Radio series about economics

Review from the Office of the Ombudsman | English Services


The complainant argued that the CBC Radio series, The Invisible Hand, was neither fair nor balanced. I concluded it satisfied CBC Journalistic Standards and Practices and there was no policy violation.

In the summer of 2012, CBC Radio aired The Invisible Hand, a 10-part series of half-hour examinations of economics.

The complainant, Gerri Patriquin, wrote August 6 and said the program's journalism was substandard. She focused on the third episode, Profit and Capitalism, which first aired July 11.

Timed nearly one year after the Occupy movement gained attention, the program examined who is a capitalist, where profits go and how they are pursued. Among its interviews of experts was a 92-year-old retired teacher whose income source was her professional pension.

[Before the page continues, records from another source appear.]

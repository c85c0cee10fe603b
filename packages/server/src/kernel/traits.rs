// Trait definitions for dependency injection
//
// These are INFRASTRUCTURE traits only - no business logic.
// Dispatch decisions live in domains/dispatch and only talk to the outside world
// through these traits, so tests can swap every collaborator.
//
// Naming convention: Base* for trait names (e.g., BaseDispatchStore, BaseGeocoder)

use anyhow::Result;
use async_trait::async_trait;
use chrono::{DateTime, Utc};
use serde::Serialize;
use std::collections::BTreeMap;

use crate::common::{GeoPoint, PartnerId, RequestId};
use crate::domains::dispatch::models::{
    DispatchAttempt, DispatchRequest, NewDispatchAttempt, Partner, RequestLogEntry,
    RequestStatus, ServiceKind,
};
use crate::domains::presence::PresenceCollection;

// =============================================================================
// Document Store Trait (Infrastructure)
// =============================================================================

#[async_trait]
pub trait BaseDispatchStore: Send + Sync {
    /// Read the current state of a request
    async fn find_request(&self, kind: ServiceKind, id: RequestId) -> Result<Option<DispatchRequest>>;

    /// All online partners of a kind (women-only eligibility applied when asked)
    async fn find_online_partners(&self, kind: ServiceKind, women_only: bool) -> Result<Vec<Partner>>;

    /// Write a terminal status, guarded: only applies while the request is still
    /// awaiting a partner and unassigned. Returns whether it applied.
    async fn mark_terminal(
        &self,
        kind: ServiceKind,
        id: RequestId,
        status: &RequestStatus,
    ) -> Result<bool>;

    /// Append to `rejected_by`, guarded like `mark_terminal`. Returns the updated
    /// request, or `None` when nothing was written.
    async fn append_rejection(
        &self,
        kind: ServiceKind,
        id: RequestId,
        partner_id: PartnerId,
    ) -> Result<Option<DispatchRequest>>;

    async fn set_location_address(&self, kind: ServiceKind, id: RequestId, address: &str) -> Result<()>;

    async fn record_attempt(&self, attempt: &NewDispatchAttempt) -> Result<DispatchAttempt>;

    async fn count_attempts(&self, kind: ServiceKind, id: RequestId) -> Result<u32>;

    async fn append_log(&self, kind: ServiceKind, id: RequestId, entry: &RequestLogEntry) -> Result<()>;

    /// Batched presence clear for one collection; returns records swept
    async fn sweep_presence(&self, collection: PresenceCollection, cutoff: DateTime<Utc>) -> Result<u64>;

    /// Cheap connectivity probe for health checks
    async fn ping(&self) -> Result<()>;
}

// =============================================================================
// Push Notification Trait (Infrastructure)
// =============================================================================

/// Flat string-keyed payload; every value is serialized to a string
pub type NotificationData = BTreeMap<String, String>;

#[derive(Debug, Clone, PartialEq, Serialize)]
pub struct PushMessage {
    pub to: String,
    pub title: String,
    pub body: String,
    pub data: NotificationData,
}

/// Per-recipient result of a batch send
#[derive(Debug, Clone, PartialEq)]
pub struct DeliveryReport {
    pub to: String,
    pub delivered: bool,
    pub error: Option<String>,
}

impl DeliveryReport {
    pub fn delivered(to: &str) -> Self {
        Self {
            to: to.to_string(),
            delivered: true,
            error: None,
        }
    }

    pub fn failed(to: &str, error: impl Into<String>) -> Self {
        Self {
            to: to.to_string(),
            delivered: false,
            error: Some(error.into()),
        }
    }
}

#[async_trait]
pub trait BasePushNotificationService: Send + Sync {
    /// Send a single push notification
    async fn send_notification(&self, message: &PushMessage) -> Result<()>;

    /// Send many notifications in one call; reports delivery per recipient
    async fn send_batch(&self, messages: &[PushMessage]) -> Result<Vec<DeliveryReport>>;
}

// =============================================================================
// Geocoder Trait (Infrastructure)
// =============================================================================

#[async_trait]
pub trait BaseGeocoder: Send + Sync {
    /// Resolve coordinates to a human-readable address
    async fn reverse(&self, point: GeoPoint) -> Result<String>;
}

// =============================================================================
// Webhook Trait (Infrastructure - outbound fire-and-forget)
// =============================================================================

#[async_trait]
pub trait BaseWebhookNotifier: Send + Sync {
    /// POST a JSON body describing `event`
    async fn notify(&self, event: &str, payload: serde_json::Value) -> Result<()>;
}
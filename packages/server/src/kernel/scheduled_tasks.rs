//! Scheduled background tasks using tokio-cron-scheduler.
//!
//! Currently a single periodic task: the presence sweep, which takes users and
//! partners offline once their heartbeat goes stale.
//!
//! ```text
//! Scheduler (every minute by default)
//!     │
//!     └─► run_presence_sweep()
//!             └─► For each collection → one batched "go offline" write
//! ```

use anyhow::Result;
use chrono::Utc;
use tokio_cron_scheduler::{Job, JobScheduler};

use crate::domains::presence::run_presence_sweep;
use crate::kernel::ServerDeps;

/// Start all scheduled tasks
pub async fn start_scheduler(
    deps: ServerDeps,
    sweep_schedule: &str,
    stale_after: chrono::Duration,
) -> Result<JobScheduler> {
    let scheduler = JobScheduler::new().await?;

    let sweep_job = Job::new_async(sweep_schedule, move |_uuid, _lock| {
        let store = deps.store.clone();
        Box::pin(async move {
            let report = run_presence_sweep(store.as_ref(), stale_after, Utc::now()).await;
            if !report.failed.is_empty() {
                tracing::warn!(
                    failed = ?report.failed,
                    "Presence sweep finished with failing collections"
                );
            }
        })
    })?;

    scheduler.add(sweep_job).await?;
    scheduler.start().await?;

    tracing::info!(
        schedule = %sweep_schedule,
        stale_after_secs = stale_after.num_seconds(),
        "Scheduled tasks started (presence sweep)"
    );
    Ok(scheduler)
}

Patriquin complained the series comprised “fallacies presented as fact”; that the episode featured selective information to support the producer's and host's theories; that its use of the pensioner as an example of a capitalist was “reprehensible”; that CBC was disserving listeners who were “ignorant of what constitutes honest research”; and that the program was “intended to make fools of us.”

Chris Straw, CBC Radio's senior director of network talk programming, wrote back August 31. He said the “audio essays” examined different elements of economic theory that, over the course of the series, showcased a variety of perspectives.

On the specific July 11 episode, Straw said the pensioner was interviewed to illustrate how “many people we admire are capitalists.” Straw added: “I regret that did not come across clearly to you.”

Patriquin wrote October 9 to request a review.

CBC Journalistic Standards and Practices call for balance to be achieved by presenting a wide range of perspectives. The policy permits point-of-view documentaries and essays provided there are other perspectives presented over a reasonable period of time. The policy calls for respectful, even-handed treatment of individuals and requires CBC to avoid portrayal or language that might give rise to contempt or prejudice.



The complaint about quality of the episode is too subjective to be part of the framework that guides journalistic policy. Instead the principles of accuracy, fairness and balance are applied to examine what was presented — not what might have been presented.

The series of essays fulfilled policy under CBC Journalistic Standards and Practices by presenting a range of perspectives on economic theories and phenomena over the course of its episodes.

I again note the policy permits balance to be achieved over a reasonable time, not necessarily within a program nor within an episode.

I acknowledge that this policy can rankle some complainants who expect self-contained balance, but the policy rationale is that it can be untimely or artificial to require each program, episode, segment or story to achieve balance inherently.

The particular episode that launched the complaint was accurate and fair in its treatment of its interview subjects. I did not share the complainant's view that it was inappropriate to feature the pensioner as an example of capitalists in our midst.